use actix_web::web;
use std::sync::Arc;

use crate::application::account::{
  CreateUserUseCase, DeleteUserUseCase, GetUserUseCase, ListUsersUseCase, UpdateUserUseCase,
};
use crate::application::catalog::{
  CreateBeerUseCase, DeleteBeerUseCase, GetBeerUseCase, ListBeersUseCase, ListStylesUseCase,
  UpdateBeerUseCase,
};
use crate::application::wishlist::{
  AddBeerToWishlistUseCase, GetWishlistUseCase, RemoveBeerFromWishlistUseCase,
};

use super::handlers::beers::{
  create_beer_handler, delete_beer_handler, get_beer_handler, list_beers_handler,
  update_beer_handler,
};
use super::handlers::styles::{get_style_handler, list_styles_handler};
use super::handlers::users::{
  add_to_wishlist_handler, create_user_handler, delete_user_handler, get_user_handler,
  get_wishlist_handler, list_users_handler, remove_from_wishlist_handler, update_user_handler,
};
use super::identity::RequesterResolver;

/// Use cases wired into the user routes
pub struct UserRouteDependencies {
  pub list_users_use_case: Arc<ListUsersUseCase>,
  pub get_user_use_case: Arc<GetUserUseCase>,
  pub create_user_use_case: Arc<CreateUserUseCase>,
  pub update_user_use_case: Arc<UpdateUserUseCase>,
  pub delete_user_use_case: Arc<DeleteUserUseCase>,
  pub get_wishlist_use_case: Arc<GetWishlistUseCase>,
  pub add_to_wishlist_use_case: Arc<AddBeerToWishlistUseCase>,
  pub remove_from_wishlist_use_case: Arc<RemoveBeerFromWishlistUseCase>,
  pub resolver: Arc<RequesterResolver>,
}

/// Configure user and wishlist routes
///
/// Mounts all account endpoints under the provided scope (e.g. /api/users).
///
/// # Routes
///
/// - GET / - List every user
/// - POST / - Create an account
/// - GET /{user_id} - Fetch an account
/// - PUT /{user_id} - Replace an account's mutable fields
/// - DELETE /{user_id} - Delete an account (requester gated)
/// - GET /{user_id}/wishlist - Read the wishlist (requester gated)
/// - POST /{user_id}/wishlist/{beer_id} - Add a beer (requester gated)
/// - DELETE /{user_id}/wishlist/{beer_id} - Remove a beer (requester gated)
pub fn configure_user_routes(cfg: &mut web::ServiceConfig, deps: UserRouteDependencies) {
  cfg
    .app_data(web::Data::new(deps.list_users_use_case))
    .app_data(web::Data::new(deps.get_user_use_case))
    .app_data(web::Data::new(deps.create_user_use_case))
    .app_data(web::Data::new(deps.update_user_use_case))
    .app_data(web::Data::new(deps.delete_user_use_case))
    .app_data(web::Data::new(deps.get_wishlist_use_case))
    .app_data(web::Data::new(deps.add_to_wishlist_use_case))
    .app_data(web::Data::new(deps.remove_from_wishlist_use_case))
    .app_data(web::Data::new(deps.resolver))
    .route("", web::get().to(list_users_handler))
    .route("", web::post().to(create_user_handler))
    .route("/{user_id}", web::get().to(get_user_handler))
    .route("/{user_id}", web::put().to(update_user_handler))
    .route("/{user_id}", web::delete().to(delete_user_handler))
    .route("/{user_id}/wishlist", web::get().to(get_wishlist_handler))
    .route(
      "/{user_id}/wishlist/{beer_id}",
      web::post().to(add_to_wishlist_handler),
    )
    .route(
      "/{user_id}/wishlist/{beer_id}",
      web::delete().to(remove_from_wishlist_handler),
    );
}

/// Use cases wired into the beer routes
pub struct BeerRouteDependencies {
  pub list_beers_use_case: Arc<ListBeersUseCase>,
  pub get_beer_use_case: Arc<GetBeerUseCase>,
  pub create_beer_use_case: Arc<CreateBeerUseCase>,
  pub update_beer_use_case: Arc<UpdateBeerUseCase>,
  pub delete_beer_use_case: Arc<DeleteBeerUseCase>,
  pub resolver: Arc<RequesterResolver>,
}

/// Configure beer catalog routes
///
/// Mounts all catalog endpoints under the provided scope (e.g. /api/beers).
///
/// # Routes
///
/// - GET / - List beers, filtered/sorted by query parameters
/// - POST / - Create a beer (requester gated)
/// - GET /{beer_id} - Fetch a beer
/// - PUT /{beer_id} - Replace a beer (creator or admin)
/// - DELETE /{beer_id} - Delete a beer (creator or admin)
pub fn configure_beer_routes(cfg: &mut web::ServiceConfig, deps: BeerRouteDependencies) {
  cfg
    .app_data(web::Data::new(deps.list_beers_use_case))
    .app_data(web::Data::new(deps.get_beer_use_case))
    .app_data(web::Data::new(deps.create_beer_use_case))
    .app_data(web::Data::new(deps.update_beer_use_case))
    .app_data(web::Data::new(deps.delete_beer_use_case))
    .app_data(web::Data::new(deps.resolver))
    .route("", web::get().to(list_beers_handler))
    .route("", web::post().to(create_beer_handler))
    .route("/{beer_id}", web::get().to(get_beer_handler))
    .route("/{beer_id}", web::put().to(update_beer_handler))
    .route("/{beer_id}", web::delete().to(delete_beer_handler));
}

/// Configure style routes (read-only)
///
/// # Routes
///
/// - GET / - List every style
/// - GET /{style_id} - Fetch a style
pub fn configure_style_routes(cfg: &mut web::ServiceConfig, use_case: Arc<ListStylesUseCase>) {
  cfg
    .app_data(web::Data::new(use_case))
    .route("", web::get().to(list_styles_handler))
    .route("/{style_id}", web::get().to(get_style_handler));
}
use std::sync::Arc;
use uuid::Uuid;

use crate::domain::account::entities::User;
use crate::domain::account::services::UserService;
use crate::domain::errors::DomainError;

/// Use case for fetching a single user account
pub struct GetUserUseCase {
  user_service: Arc<UserService>,
}

impl GetUserUseCase {
  /// Creates a new instance of GetUserUseCase
  pub fn new(user_service: Arc<UserService>) -> Self {
    Self { user_service }
  }

  /// Fetches a user by id
  pub async fn execute(&self, user_id: Uuid) -> Result<User, DomainError> {
    self.user_service.get_by_id(user_id).await
  }

  /// Fetches a user by username
  pub async fn execute_by_username(&self, username: &str) -> Result<User, DomainError> {
    self.user_service.get_by_username(username).await
  }
}
//! Wishlist use cases

mod add_beer_to_wishlist;
mod get_wishlist;
mod remove_beer_from_wishlist;

pub use add_beer_to_wishlist::AddBeerToWishlistUseCase;
pub use get_wishlist::GetWishlistUseCase;
pub use remove_beer_from_wishlist::RemoveBeerFromWishlistUseCase;
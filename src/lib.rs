//! Taproom: a beer catalog and account service.
//!
//! The domain layer holds the business rules (identity uniqueness,
//! ownership-gated mutations, the in-memory beer query pipeline); the
//! application layer wraps them in use cases; adapters translate HTTP to
//! use-case calls; infrastructure provides configuration and the
//! PostgreSQL repositories behind the domain ports.

pub mod adapters;
pub mod application;
pub mod domain;
pub mod infrastructure;
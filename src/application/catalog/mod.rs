//! Catalog use cases
//!
//! Listing goes through the in-memory query pipeline; mutations are gated
//! on the requester owning the beer or being an admin.

mod create_beer;
mod delete_beer;
mod get_beer;
mod list_beers;
mod list_styles;
mod update_beer;

pub use create_beer::{CreateBeerCommand, CreateBeerUseCase};
pub use delete_beer::DeleteBeerUseCase;
pub use get_beer::GetBeerUseCase;
pub use list_beers::{ListBeersCommand, ListBeersUseCase};
pub use list_styles::ListStylesUseCase;
pub use update_beer::{UpdateBeerCommand, UpdateBeerUseCase};
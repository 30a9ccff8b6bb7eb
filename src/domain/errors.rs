use thiserror::Error;

/// Errors produced by the domain services.
///
/// All variants are informational: they carry enough detail for the
/// request-handling layer to report the offending field or identifier,
/// and none of them is fatal to the process.
#[derive(Debug, Error)]
pub enum DomainError {
  #[error("{entity} with {field} '{value}' not found")]
  NotFound {
    entity: &'static str,
    field: &'static str,
    value: String,
  },

  #[error("{entity} with {field} '{value}' already exists")]
  Duplicate {
    entity: &'static str,
    field: &'static str,
    value: String,
  },

  #[error("{0}")]
  Unauthorized(String),

  #[error("Repository error: {0}")]
  Repository(#[from] RepositoryError),
}

impl DomainError {
  /// Shorthand for a `NotFound` error.
  pub fn not_found(entity: &'static str, field: &'static str, value: impl Into<String>) -> Self {
    DomainError::NotFound {
      entity,
      field,
      value: value.into(),
    }
  }

  /// Shorthand for a `Duplicate` error.
  pub fn duplicate(entity: &'static str, field: &'static str, value: impl Into<String>) -> Self {
    DomainError::Duplicate {
      entity,
      field,
      value: value.into(),
    }
  }
}

/// Storage-level errors surfaced through the repository ports
#[derive(Debug, Error)]
pub enum RepositoryError {
  #[error("Database connection failed: {0}")]
  ConnectionFailed(String),

  #[error("Query execution failed: {0}")]
  QueryFailed(String),

  #[error("Record not found")]
  NotFound,

  /// Unique constraint violation. Carries the conflicting field when the
  /// constraint name allows it to be recovered, the raw constraint name
  /// otherwise.
  #[error("Duplicate key violation: {0}")]
  DuplicateKey(String),

  #[error("Database error: {0}")]
  DatabaseError(String),
}

// Classification of sqlx failures. A unique violation is reported as
// DuplicateKey so services can turn it into the authoritative Duplicate
// signal; the in-service lookup is only the fast path with the better
// error message.
impl From<sqlx::Error> for RepositoryError {
  fn from(error: sqlx::Error) -> Self {
    match error {
      sqlx::Error::RowNotFound => RepositoryError::NotFound,
      sqlx::Error::Database(db_err) => {
        if db_err.is_unique_violation() {
          let field = db_err
            .constraint()
            .map(constraint_field)
            .unwrap_or_else(|| db_err.message().to_string());
          RepositoryError::DuplicateKey(field)
        } else {
          RepositoryError::DatabaseError(db_err.message().to_string())
        }
      }
      sqlx::Error::PoolTimedOut => RepositoryError::ConnectionFailed("Pool timed out".to_string()),
      sqlx::Error::PoolClosed => RepositoryError::ConnectionFailed("Pool closed".to_string()),
      _ => RepositoryError::QueryFailed(error.to_string()),
    }
  }
}

impl From<sqlx::Error> for DomainError {
  fn from(error: sqlx::Error) -> Self {
    DomainError::Repository(RepositoryError::from(error))
  }
}

/// Maps a Postgres constraint name to the field it protects.
fn constraint_field(constraint: &str) -> String {
  for field in ["email", "username", "name"] {
    if constraint.contains(field) {
      return field.to_string();
    }
  }
  constraint.to_string()
}
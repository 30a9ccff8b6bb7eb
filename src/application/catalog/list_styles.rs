use std::sync::Arc;
use uuid::Uuid;

use crate::domain::catalog::entities::Style;
use crate::domain::catalog::services::CatalogService;
use crate::domain::errors::DomainError;

/// Use case for reading the style catalog (read-only)
pub struct ListStylesUseCase {
  catalog_service: Arc<CatalogService>,
}

impl ListStylesUseCase {
  /// Creates a new instance of ListStylesUseCase
  pub fn new(catalog_service: Arc<CatalogService>) -> Self {
    Self { catalog_service }
  }

  /// Returns every style
  pub async fn execute(&self) -> Result<Vec<Style>, DomainError> {
    self.catalog_service.list_styles().await
  }

  /// Fetches a style by id
  pub async fn execute_by_id(&self, style_id: Uuid) -> Result<Style, DomainError> {
    self.catalog_service.get_style(style_id).await
  }
}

^^^^

Try it: Note every line above where the string "admin" shows up, and copy those lines.

Completed exercise:
/// - PUT /{beer_id} - Replace a beer (creator or admin)
/// - DELETE /{beer_id} - Delete a beer (creator or admin)
//! on the requester owning the beer or being an admin.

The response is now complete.